Here’s the scary part; the SA-11, like most modern SAM systems can operate in a virtually automatic mode. It automatically acquires, prioritizes and fires against targets within range. Operator interface is only required to approve/disapprove the launch. Put a semi-trained conscript (or pro-Russian rebel) in the operator’s seat and the potential for fratricide is high.
The social media post from that rebel commander is telling...they weren’t really sure what they were firing at; thought it was a Ukrainian transport, hit a jetliner instead.
Great screen shot record.
Must have it’s own thread to balance the later denials of we know nothing.
They should have redirected all commercial flights around eastern Ukraine as soon as they learned that a Buk system was under rebel control. Thanks for the info.
I was an Air Force crew member on a special mission Herk (EC-130E) back in the 90s...flying over Bosnia, we sometimes climbed to 30-31K later in a sortie, after burning off enough fuel.
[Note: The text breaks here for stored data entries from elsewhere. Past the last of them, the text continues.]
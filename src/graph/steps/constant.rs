//! ConstantStep: publishes a fixed value every cycle.

use crate::graph::data::{DataType, DataValue};
use crate::graph::error::ComputeError;
use crate::graph::slot::SlotDescriptor;
use crate::graph::step::{Step, StepContext};

pub struct ConstantStep {
    data_type: DataType,
    value: DataValue,
}

impl ConstantStep {
    pub fn new(data_type: DataType, value: DataValue) -> Self {
        Self { data_type, value }
    }

    pub fn scalar(value: f64) -> Self {
        Self::new(DataType::Scalar, DataValue::Scalar(value))
    }

    pub fn set_value(&mut self, value: DataValue) {
        self.value = value;
    }
}

impl Step for ConstantStep {
    fn type_name(&self) -> &str {
        "constant"
    }

    fn declare_slots(&self) -> Vec<SlotDescriptor> {
        vec![SlotDescriptor::output("value", self.data_type)]
    }

    fn compute(&mut self, ctx: &mut StepContext<'_>) -> Result<(), ComputeError> {
        ctx.set_output("value", self.value.clone())
    }
}
//! Network-backed steps.
//!
//! [`NetReaderStep`] exposes the latest remote sample as an output; a late
//! or missing sample skips the cycle exactly like an unconnected input.
//! [`NetWriterStep`] publishes its input every cycle.

use crate::graph::data::DataType;
use crate::graph::error::ComputeError;
use crate::graph::slot::SlotDescriptor;
use crate::graph::step::{Step, StepContext};
use crate::graph::transport::{SampleReader, SampleWriter, TransportError};

pub struct NetReaderStep {
    reader: Box<dyn SampleReader>,
    data_type: DataType,
}

impl NetReaderStep {
    pub fn new(reader: Box<dyn SampleReader>, data_type: DataType) -> Self {
        Self { reader, data_type }
    }
}

impl Step for NetReaderStep {
    fn type_name(&self) -> &str {
        "net_reader"
    }

    fn declare_slots(&self) -> Vec<SlotDescriptor> {
        vec![SlotDescriptor::output("value", self.data_type)]
    }

    fn compute(&mut self, ctx: &mut StepContext<'_>) -> Result<(), ComputeError> {
        match self.reader.try_read() {
            Some((value, true)) => ctx.set_output("value", value),
            _ => {
                ctx.skip_cycle();
                Ok(())
            }
        }
    }
}

pub struct NetWriterStep {
    writer: Box<dyn SampleWriter>,
    dropped: u64,
}

impl NetWriterStep {
    pub fn new(writer: Box<dyn SampleWriter>) -> Self {
        Self { writer, dropped: 0 }
    }

    /// Samples not published because the transport was backed up.
    pub fn dropped(&self) -> u64 {
        self.dropped
    }
}

impl Step for NetWriterStep {
    fn type_name(&self) -> &str {
        "net_writer"
    }

    fn declare_slots(&self) -> Vec<SlotDescriptor> {
        vec![SlotDescriptor::input("value", DataType::Any)]
    }

    fn compute(&mut self, ctx: &mut StepContext<'_>) -> Result<(), ComputeError> {
        let value = ctx
            .input("value")
            .ok_or_else(|| ComputeError::MissingInput("value".to_string()))?;
        match self.writer.publish(value) {
            Ok(()) => Ok(()),
            Err(TransportError::Full) => {
                self.dropped += 1;
                tracing::debug!("Network writer backed up, {} samples dropped", self.dropped);
                Ok(())
            }
            Err(e) => Err(ComputeError::failed(format!("publish failed: {}", e))),
        }
    }
}
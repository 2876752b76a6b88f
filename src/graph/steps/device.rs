//! DeviceStep: a step whose compute talks to a hardware driver.
//!
//! The runtime treats devices like any other step. Timeouts and retries are
//! the step's own policy; once retries are exhausted the step faults and is
//! skipped until reset.

use crate::graph::data::{DataType, DataValue};
use crate::graph::error::ComputeError;
use crate::graph::slot::SlotDescriptor;
use crate::graph::step::{Step, StepContext};
use std::time::Duration;
use thiserror::Error;

#[derive(Error, Debug, Clone, PartialEq)]
pub enum DeviceError {
    #[error("Device timed out after {0:?}")]
    Timeout(Duration),

    #[error("Device not connected")]
    NotConnected,

    #[error("Device I/O error: {0}")]
    Io(String),
}

/// Driver capability consumed by [`DeviceStep`].
#[cfg_attr(test, mockall::automock)]
pub trait DeviceDriver: Send {
    fn read_state(&mut self, timeout: Duration) -> Result<DataValue, DeviceError>;

    fn send_command(&mut self, command: &DataValue, timeout: Duration) -> Result<(), DeviceError>;

    fn connect(&mut self) -> Result<(), DeviceError> {
        Ok(())
    }

    fn disconnect(&mut self) {}
}

/// How hard a device step tries before faulting.
#[derive(Debug, Clone, Copy, PartialEq, Eq)]
pub struct RetryPolicy {
    pub timeout: Duration,
    /// Total attempts per operation, at least one.
    pub attempts: u32,
    pub backoff: Duration,
}

impl Default for RetryPolicy {
    fn default() -> Self {
        Self {
            timeout: Duration::from_millis(100),
            attempts: 3,
            backoff: Duration::from_millis(1),
        }
    }
}

impl RetryPolicy {
    fn run<T>(
        &self,
        what: &str,
        mut op: impl FnMut(Duration) -> Result<T, DeviceError>,
    ) -> Result<T, ComputeError> {
        let attempts = self.attempts.max(1);
        let mut last = DeviceError::NotConnected;
        for attempt in 1..=attempts {
            match op(self.timeout) {
                Ok(v) => return Ok(v),
                Err(e) => {
                    tracing::debug!("Device {} attempt {}/{} failed: {}", what, attempt, attempts, e);
                    last = e;
                    if attempt < attempts && !self.backoff.is_zero() {
                        std::thread::sleep(self.backoff);
                    }
                }
            }
        }
        Err(ComputeError::Device(format!(
            "{} failed after {} attempts: {}",
            what, attempts, last
        )))
    }
}

pub struct DeviceStep {
    name: String,
    driver: Box<dyn DeviceDriver>,
    policy: RetryPolicy,
    state_type: DataType,
}

impl DeviceStep {
    pub fn new(
        name: impl Into<String>,
        driver: Box<dyn DeviceDriver>,
        state_type: DataType,
        policy: RetryPolicy,
    ) -> Self {
        Self {
            name: name.into(),
            driver,
            policy,
            state_type,
        }
    }
}

impl Step for DeviceStep {
    fn type_name(&self) -> &str {
        &self.name
    }

    fn declare_slots(&self) -> Vec<SlotDescriptor> {
        vec![
            SlotDescriptor::optional_input("command", DataType::Any),
            SlotDescriptor::output("state", self.state_type),
        ]
    }

    fn compute(&mut self, ctx: &mut StepContext<'_>) -> Result<(), ComputeError> {
        let driver = &mut self.driver;
        if let Some(command) = ctx.input("command") {
            self.policy
                .run("command", |timeout| driver.send_command(command, timeout))?;
        }
        let state = self
            .policy
            .run("read", |timeout| driver.read_state(timeout))?;
        ctx.set_output("state", state)
    }

    fn on_start(&mut self) {
        if let Err(e) = self.driver.connect() {
            tracing::warn!("Device '{}' failed to connect: {}", self.name, e);
        }
    }

    fn on_stop(&mut self) {
        self.driver.disconnect();
    }
}
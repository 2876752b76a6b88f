//! Poison-tolerant lock helpers.
//!
//! Step compute panics are caught before they unwind through a guard, so a
//! poisoned lock only means some unrelated thread died mid-access. The data
//! behind it is still the last fully-written value, which is what every
//! reader in the graph expects anyway.

use std::sync::{Mutex, MutexGuard, PoisonError, RwLock, RwLockReadGuard, RwLockWriteGuard};

#[inline]
pub(crate) fn lock<T: ?Sized>(m: &Mutex<T>) -> MutexGuard<'_, T> {
    m.lock().unwrap_or_else(PoisonError::into_inner)
}

#[inline]
pub(crate) fn read<T: ?Sized>(l: &RwLock<T>) -> RwLockReadGuard<'_, T> {
    l.read().unwrap_or_else(PoisonError::into_inner)
}

#[inline]
pub(crate) fn write<T: ?Sized>(l: &RwLock<T>) -> RwLockWriteGuard<'_, T> {
    l.write().unwrap_or_else(PoisonError::into_inner)
}
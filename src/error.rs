//! Crate-level error handling.
//!
//! Graph operations return the narrower [`GraphError`]; this type gathers
//! those together with configuration and I/O failures for the outer layers.

use crate::graph::{GraphError, WorkerError};
use thiserror::Error;

/// Main error type for SimFlow operations
#[derive(Error, Debug)]
pub enum SimFlowError {
    /// Structural or lookup errors from the graph
    #[error("Graph error: {0}")]
    Graph(#[from] GraphError),

    /// Worker thread lifecycle errors
    #[error("Worker error: {0}")]
    Worker(#[from] WorkerError),

    /// Errors related to configuration loading/saving/validation
    #[error("Configuration error: {0}")]
    Config(String),

    /// IO errors
    #[error("IO error: {0}")]
    Io(#[from] std::io::Error),

    /// Serialization errors
    #[error("Serialization error: {0}")]
    Serialization(String),

    /// Generic errors with context
    #[error("{context}: {source}")]
    WithContext {
        context: String,
        #[source]
        source: Box<SimFlowError>,
    },
}

impl SimFlowError {
    /// Add context to an error
    pub fn with_context(self, context: impl Into<String>) -> Self {
        SimFlowError::WithContext {
            context: context.into(),
            source: Box::new(self),
        }
    }
}

/// Result type alias for SimFlow operations
pub type Result<T> = std::result::Result<T, SimFlowError>;

/// Extension trait for adding context to Results
pub trait ResultExt<T> {
    /// Add context to an error result
    fn context(self, context: impl Into<String>) -> Result<T>;

    /// Add context lazily to an error result
    fn with_context<F>(self, f: F) -> Result<T>
    where
        F: FnOnce() -> String;
}

impl<T> ResultExt<T> for Result<T> {
    fn context(self, context: impl Into<String>) -> Result<T> {
        self.map_err(|e| e.with_context(context))
    }

    fn with_context<F>(self, f: F) -> Result<T>
    where
        F: FnOnce() -> String,
    {
        self.map_err(|e| e.with_context(f()))
    }
}

impl<T> ResultExt<T> for std::result::Result<T, GraphError> {
    fn context(self, context: impl Into<String>) -> Result<T> {
        self.map_err(|e| SimFlowError::from(e).with_context(context))
    }

    fn with_context<F>(self, f: F) -> Result<T>
    where
        F: FnOnce() -> String,
    {
        self.map_err(|e| SimFlowError::from(e).with_context(f()))
    }
}

#[cfg(test)]
mod tests {
    use super::*;
    use crate::graph::StepId;

    #[test]
    fn test_error_display() {
        let err = SimFlowError::Config("interval must be positive".to_string());
        assert_eq!(
            err.to_string(),
            "Configuration error: interval must be positive"
        );
    }

    #[test]
    fn test_error_with_context() {
        let err = SimFlowError::Config("test".to_string());
        let with_ctx = err.with_context("Failed to load");
        assert!(with_ctx.to_string().starts_with("Failed to load: "));
    }

    #[test]
    fn test_graph_result_context() {
        let result: std::result::Result<(), GraphError> =
            Err(GraphError::UnknownStep(StepId(3)));
        let err = result.context("Wiring demo graph").unwrap_err();
        assert!(err.to_string().contains("Wiring demo graph"));
        assert!(matches!(
            err,
            SimFlowError::WithContext { ref source, .. }
                if matches!(**source, SimFlowError::Graph(GraphError::UnknownStep(_)))
        ));
    }
}
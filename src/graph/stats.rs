//! Cycle-timing statistics for triggers and steps.
//!
//! Counters are atomics written by the trigger thread and read by anyone
//! (typically a UI polling loop) through the `snapshot` methods.

use serde::Serialize;
use std::sync::atomic::{AtomicU64, Ordering};
use std::time::Duration;

/// Live counters owned by one trigger.
#[derive(Debug, Default)]
pub struct TriggerStats {
    cycles: AtomicU64,
    skipped: AtomicU64,
    overruns: AtomicU64,
    last_duration_ns: AtomicU64,
    max_duration_ns: AtomicU64,
    last_interval_ns: AtomicU64,
    last_delta_ns: AtomicU64,
}

impl TriggerStats {
    pub fn new() -> Self {
        Self::default()
    }

    pub(crate) fn record_cycle(&self, duration: Duration, delta: Duration) {
        let ns = duration_ns(duration);
        self.cycles.fetch_add(1, Ordering::Relaxed);
        self.last_duration_ns.store(ns, Ordering::Relaxed);
        self.max_duration_ns.fetch_max(ns, Ordering::Relaxed);
        self.last_delta_ns
            .store(duration_ns(delta), Ordering::Relaxed);
    }

    pub(crate) fn record_skipped(&self) {
        self.skipped.fetch_add(1, Ordering::Relaxed);
    }

    pub(crate) fn record_overrun(&self) {
        self.overruns.fetch_add(1, Ordering::Relaxed);
    }

    pub(crate) fn record_interval(&self, interval: Duration) {
        self.last_interval_ns
            .store(duration_ns(interval), Ordering::Relaxed);
    }

    pub fn cycles(&self) -> u64 {
        self.cycles.load(Ordering::Relaxed)
    }

    pub fn skipped(&self) -> u64 {
        self.skipped.load(Ordering::Relaxed)
    }

    pub fn overruns(&self) -> u64 {
        self.overruns.load(Ordering::Relaxed)
    }

    pub fn snapshot(&self) -> TriggerStatsSnapshot {
        TriggerStatsSnapshot {
            cycles: self.cycles(),
            skipped_cycles: self.skipped(),
            overruns: self.overruns(),
            last_cycle: Duration::from_nanos(self.last_duration_ns.load(Ordering::Relaxed)),
            max_cycle: Duration::from_nanos(self.max_duration_ns.load(Ordering::Relaxed)),
            last_interval: Duration::from_nanos(self.last_interval_ns.load(Ordering::Relaxed)),
            last_delta: Duration::from_nanos(self.last_delta_ns.load(Ordering::Relaxed)),
        }
    }
}

/// Point-in-time copy of a trigger's counters.
#[derive(Debug, Clone, Default, PartialEq, Serialize)]
pub struct TriggerStatsSnapshot {
    /// Completed propagation waves.
    pub cycles: u64,
    /// Waves dropped because the previous one had not finished.
    pub skipped_cycles: u64,
    /// Fixed-rate cycles that took longer than their interval.
    pub overruns: u64,
    /// Measured duration of the most recent wave.
    pub last_cycle: Duration,
    /// Longest wave so far.
    pub max_cycle: Duration,
    /// Wall-clock time between the two most recent fires.
    pub last_interval: Duration,
    /// Simulated time delta reported to steps on the last wave.
    pub last_delta: Duration,
}

impl TriggerStatsSnapshot {
    /// Effective firing rate derived from the last interval.
    pub fn effective_rate_hz(&self) -> f64 {
        let secs = self.last_interval.as_secs_f64();
        if secs > 0.0 {
            1.0 / secs
        } else {
            0.0
        }
    }
}

/// Live counters owned by one step.
#[derive(Debug, Default)]
pub struct StepStats {
    computes: AtomicU64,
    not_ready: AtomicU64,
    faults: AtomicU64,
    last_compute_ns: AtomicU64,
}

impl StepStats {
    pub(crate) fn record_compute(&self, duration: Duration) {
        self.computes.fetch_add(1, Ordering::Relaxed);
        self.last_compute_ns
            .store(duration_ns(duration), Ordering::Relaxed);
    }

    pub(crate) fn record_not_ready(&self) {
        self.not_ready.fetch_add(1, Ordering::Relaxed);
    }

    pub(crate) fn record_fault(&self) {
        self.faults.fetch_add(1, Ordering::Relaxed);
    }

    pub fn snapshot(&self) -> StepStatsSnapshot {
        StepStatsSnapshot {
            computes: self.computes.load(Ordering::Relaxed),
            not_ready: self.not_ready.load(Ordering::Relaxed),
            faults: self.faults.load(Ordering::Relaxed),
            last_compute: Duration::from_nanos(self.last_compute_ns.load(Ordering::Relaxed)),
        }
    }
}

#[derive(Debug, Clone, Default, PartialEq, Serialize)]
pub struct StepStatsSnapshot {
    /// Compute calls that returned successfully.
    pub computes: u64,
    /// Cycles skipped because an input was not ready.
    pub not_ready: u64,
    pub faults: u64,
    pub last_compute: Duration,
}

fn duration_ns(d: Duration) -> u64 {
    u64::try_from(d.as_nanos()).unwrap_or(u64::MAX)
}

#[cfg(test)]
mod tests {
    use super::*;

    #[test]
    fn test_record_cycle_tracks_max() {
        let stats = TriggerStats::new();
        stats.record_cycle(Duration::from_millis(3), Duration::from_millis(10));
        stats.record_cycle(Duration::from_millis(1), Duration::from_millis(10));
        let snap = stats.snapshot();
        assert_eq!(snap.cycles, 2);
        assert_eq!(snap.last_cycle, Duration::from_millis(1));
        assert_eq!(snap.max_cycle, Duration::from_millis(3));
        assert_eq!(snap.last_delta, Duration::from_millis(10));
    }

    #[test]
    fn test_effective_rate() {
        let snap = TriggerStatsSnapshot {
            last_interval: Duration::from_millis(10),
            ..Default::default()
        };
        assert!((snap.effective_rate_hz() - 100.0).abs() < 1e-9);
        assert_eq!(TriggerStatsSnapshot::default().effective_rate_hz(), 0.0);
    }
}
Maximum service ceiling for a C-130 is 33K; ceiling for an AN-26 (twin-engine turboprop versus four engines on the C-130) is about 24K.
Hard to believe they could “mistake” a 777, crusing at 34K and 500 kts of airspeed for a turboprop flying 10,000 feet lower, and at a speed of around 220 kts.
One would think if it was in automatic fire mode, they should have shot another commercial jetliner down yesterday. Or the day before. There were plenty of commercial jets flying over that area every day.